Extracted information »
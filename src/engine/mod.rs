pub mod events;
pub mod orchestrator;
pub mod registry;
pub mod session;
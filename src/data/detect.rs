use std::path::Path;

use crate::models::config::DataFormat;

/// One link in the format detection chain. Returns `Unknown` to defer to the next.
pub trait FormatDetector: Send + Sync {
    fn detect(&self, filename: &str, head: &[u8]) -> DataFormat;
}

/// Detects by file extension.
pub struct ExtensionDetector;

impl FormatDetector for ExtensionDetector {
    fn detect(&self, filename: &str, _head: &[u8]) -> DataFormat {
        Path::new(filename)
            .extension()
            .and_then(|ext| ext.to_str())
            .and_then(|ext| ext.parse::<DataFormat>().ok())
            .unwrap_or(DataFormat::Unknown)
    }
}

/// Sniffs the first bytes of the payload.
pub struct ContentDetector;

impl FormatDetector for ContentDetector {
    fn detect(&self, _filename: &str, head: &[u8]) -> DataFormat {
        let text = String::from_utf8_lossy(head);
        let trimmed = text.trim_start_matches('\u{feff}').trim_start();

        match trimmed.chars().next() {
            Some('{') | Some('[') => DataFormat::Json,
            Some(_) => {
                let first_line = trimmed.lines().next().unwrap_or_default().to_lowercase();
                if first_line.contains(',') && first_line.contains("date") {
                    DataFormat::Csv
                } else {
                    DataFormat::Unknown
                }
            }
            None => DataFormat::Unknown,
        }
    }
}

/// Ordered chain of detectors; the first definite answer wins.
pub struct DetectorChain {
    detectors: Vec<Box<dyn FormatDetector>>,
}

impl Default for DetectorChain {
    fn default() -> Self {
        Self::new(vec![Box::new(ExtensionDetector), Box::new(ContentDetector)])
    }
}

impl DetectorChain {
    pub fn new(detectors: Vec<Box<dyn FormatDetector>>) -> Self {
        Self { detectors }
    }

    pub fn detect(&self, filename: &str, head: &[u8]) -> DataFormat {
        self.detectors
            .iter()
            .map(|d| d.detect(filename, head))
            .find(|format| *format != DataFormat::Unknown)
            .unwrap_or(DataFormat::Unknown)
    }
}

/// Detect with the default extension-then-content chain.
pub fn detect_format(filename: &str, head: &[u8]) -> DataFormat {
    DetectorChain::default().detect(filename, head)
}
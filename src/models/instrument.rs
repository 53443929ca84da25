use serde::{Deserialize, Serialize};

/// Sector assigned to instruments created implicitly by an import.
pub const PLACEHOLDER_SECTOR: &str = "Unclassified";

/// Exchange assigned to instruments created implicitly by an import.
pub const PLACEHOLDER_EXCHANGE: &str = "UNLISTED";

/// An instrument known to the record store.
#[derive(Debug, Clone, PartialEq, Eq, Serialize, Deserialize)]
pub struct Instrument {
    pub id: i64,
    pub symbol: String,
    pub name: String,
    pub sector: String,
    pub exchange: String,
    /// True when the instrument was created as a placeholder by an import.
    pub placeholder: bool,
}
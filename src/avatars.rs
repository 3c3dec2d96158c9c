use serde::{Deserialize, Serialize};

use crate::progression::{meets_threshold, BadgeTier};

#[derive(Debug, Clone, PartialEq, Eq, Serialize, Deserialize)]
pub struct Avatar {
    pub id: String,
    pub name: String,
    pub description: String,
    /// Either an http(s) URL or a single emoji.
    pub image_url: String,
    pub unlock_xp: u64,
    pub tier: BadgeTier,
    pub is_active: bool,
}

#[derive(Debug, Clone, Serialize)]
pub struct AvatarSlot {
    pub avatar: Avatar,
    pub unlocked: bool,
    pub selected: bool,
}

#[derive(Debug, Clone, Serialize)]
pub struct NextAvatar {
    pub avatar: Avatar,
    pub xp_remaining: u64,
}

#[derive(Debug, Clone, Serialize)]
pub struct AvatarGallery {
    pub slots: Vec<AvatarSlot>,
    /// None once every avatar is unlocked.
    pub next_avatar: Option<NextAvatar>,
}

/// Shown for users who have never picked an avatar.
pub const DEFAULT_AVATAR: &str = "👤";

pub fn is_avatar_unlocked(user_xp: u64, unlock_xp: u64) -> bool {
    meets_threshold(user_xp, unlock_xp)
}

/// Builds the avatar picker: active avatars ordered by unlock threshold.
pub fn build_gallery(user_xp: u64, catalog: &[Avatar], selected_url: Option<&str>) -> AvatarGallery {
    let mut active: Vec<&Avatar> = catalog.iter().filter(|a| a.is_active).collect();
    active.sort_by_key(|a| a.unlock_xp);

    let next_avatar = active
        .iter()
        .find(|a| !is_avatar_unlocked(user_xp, a.unlock_xp))
        .map(|a| NextAvatar {
            avatar: (*a).clone(),
            xp_remaining: a.unlock_xp - user_xp,
        });

    let slots = active
        .into_iter()
        .map(|a| AvatarSlot {
            unlocked: is_avatar_unlocked(user_xp, a.unlock_xp),
            selected: selected_url == Some(a.image_url.as_str()),
            avatar: a.clone(),
        })
        .collect();

    AvatarGallery { slots, next_avatar }
}

#[derive(Debug, PartialEq, Eq)]
pub enum AvatarChoice<'a> {
    Unlocked(&'a Avatar),
    /// Not an error: the caller keeps the current avatar.
    Locked,
}

/// Looks up an active avatar by id and gates it on XP.
pub fn choose_avatar<'a>(user_xp: u64, catalog: &'a [Avatar], avatar_id: &str) -> Option<AvatarChoice<'a>> {
    let avatar = catalog.iter().find(|a| a.is_active && a.id == avatar_id)?;
    if is_avatar_unlocked(user_xp, avatar.unlock_xp) {
        Some(AvatarChoice::Unlocked(avatar))
    } else {
        Some(AvatarChoice::Locked)
    }
}

/// Used when the avatar catalog cannot be loaded.
pub fn default_avatars() -> Vec<Avatar> {
    vec![
        Avatar {
            id: "1".to_string(),
            name: "Default".to_string(),
            description: "Default avatar".to_string(),
            image_url: DEFAULT_AVATAR.to_string(),
            unlock_xp: 0,
            tier: BadgeTier::Default,
            is_active: true,
        },
        Avatar {
            id: "2".to_string(),
            name: "Smiley".to_string(),
            description: "Happy face".to_string(),
            image_url: "😊".to_string(),
            unlock_xp: 0,
            tier: BadgeTier::Default,
            is_active: true,
        },
        Avatar {
            id: "3".to_string(),
            name: "Rookie".to_string(),
            description: "Rookie learner".to_string(),
            image_url: "🌱".to_string(),
            unlock_xp: 500,
            tier: BadgeTier::Bronze,
            is_active: true,
        },
        Avatar {
            id: "4".to_string(),
            name: "Scholar".to_string(),
            description: "Academic scholar".to_string(),
            image_url: "🎓".to_string(),
            unlock_xp: 2000,
            tier: BadgeTier::Silver,
            is_active: true,
        },
        Avatar {
            id: "5".to_string(),
            name: "Expert".to_string(),
            description: "Expert level".to_string(),
            image_url: "⚡".to_string(),
            unlock_xp: 8000,
            tier: BadgeTier::Gold,
            is_active: true,
        },
    ]
}
//! Curriculum units created from the admin screen.

use serde::{Deserialize, Serialize};
use tracing::info;

use crate::database::RecordStore;
use crate::error::{ProgressError, Result};

pub const MIN_DURATION_MINUTES: u32 = 1;
pub const MAX_DURATION_MINUTES: u32 = 300;

#[derive(Debug, Clone, Copy, PartialEq, Eq, Default, Serialize, Deserialize)]
#[serde(rename_all = "lowercase")]
pub enum ColorTheme {
    #[default]
    Blue,
    Green,
    Purple,
    Orange,
    Red,
    Yellow,
}

impl ColorTheme {
    pub fn label(self) -> &'static str {
        match self {
            ColorTheme::Blue => "Blue",
            ColorTheme::Green => "Green",
            ColorTheme::Purple => "Purple",
            ColorTheme::Orange => "Orange",
            ColorTheme::Red => "Red",
            ColorTheme::Yellow => "Yellow",
        }
    }

    pub fn hex(self) -> &'static str {
        match self {
            ColorTheme::Blue => "#3b82f6",
            ColorTheme::Green => "#22c55e",
            ColorTheme::Purple => "#a855f7",
            ColorTheme::Orange => "#f97316",
            ColorTheme::Red => "#ef4444",
            ColorTheme::Yellow => "#eab308",
        }
    }
}

#[derive(Debug, Clone, PartialEq, Eq, Serialize, Deserialize)]
pub struct Unit {
    pub id: u64,
    pub course_id: String,
    pub title: String,
    pub description: Option<String>,
    pub unit_number: u32,
    pub color_theme: ColorTheme,
    pub unlock_requirement: u64,
    pub is_active: bool,
    /// Minutes.
    pub estimated_duration: u32,
}

#[derive(Debug, Clone, Deserialize)]
pub struct NewUnit {
    pub title: String,
    #[serde(default)]
    pub description: Option<String>,
    #[serde(default)]
    pub color_theme: ColorTheme,
    #[serde(default = "default_duration")]
    pub estimated_duration: u32,
}

fn default_duration() -> u32 {
    60
}

impl NewUnit {
    pub fn titled(title: &str) -> Self {
        Self {
            title: title.to_string(),
            description: None,
            color_theme: ColorTheme::default(),
            estimated_duration: default_duration(),
        }
    }
}

/// Unit numbers continue from the highest one already in the course.
pub fn next_unit_number(existing: &[Unit]) -> Result<u32> {
    match existing.iter().map(|u| u.unit_number).max() {
        None => Ok(1),
        Some(n) => n
            .checked_add(1)
            .ok_or_else(|| ProgressError::InvalidUnit("course has no unit numbers left".to_string())),
    }
}

pub fn create_unit(store: &mut dyn RecordStore, course_id: &str, request: NewUnit) -> Result<Unit> {
    let title = request.title.trim();
    if title.is_empty() {
        return Err(ProgressError::InvalidUnit("title is required".to_string()));
    }
    if !(MIN_DURATION_MINUTES..=MAX_DURATION_MINUTES).contains(&request.estimated_duration) {
        return Err(ProgressError::InvalidUnit(format!(
            "estimated_duration must be between {} and {} minutes",
            MIN_DURATION_MINUTES, MAX_DURATION_MINUTES
        )));
    }

    let description = request
        .description
        .as_deref()
        .map(str::trim)
        .filter(|d| !d.is_empty())
        .map(str::to_string);

    let existing = store.units_for_course(course_id)?;
    let unit_number = next_unit_number(&existing)?;
    let unit = store.insert_unit(Unit {
        id: 0,
        course_id: course_id.to_string(),
        title: title.to_string(),
        description,
        unit_number,
        color_theme: request.color_theme,
        unlock_requirement: 0,
        is_active: true,
        estimated_duration: request.estimated_duration,
    })?;

    info!("Created unit {} '{}' in course {}", unit.unit_number, unit.title, course_id);
    Ok(unit)
}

Assignment » Take every line in the preceding listing that contains "Some" and copy it.

Response box »
            Some('{') | Some('[') => DataFormat::Json,
            Some(_) => {
            selected: selected_url == Some(a.image_url.as_str()),
        Some(AvatarChoice::Unlocked(avatar))
        Some(AvatarChoice::Locked)
        Some(n) => n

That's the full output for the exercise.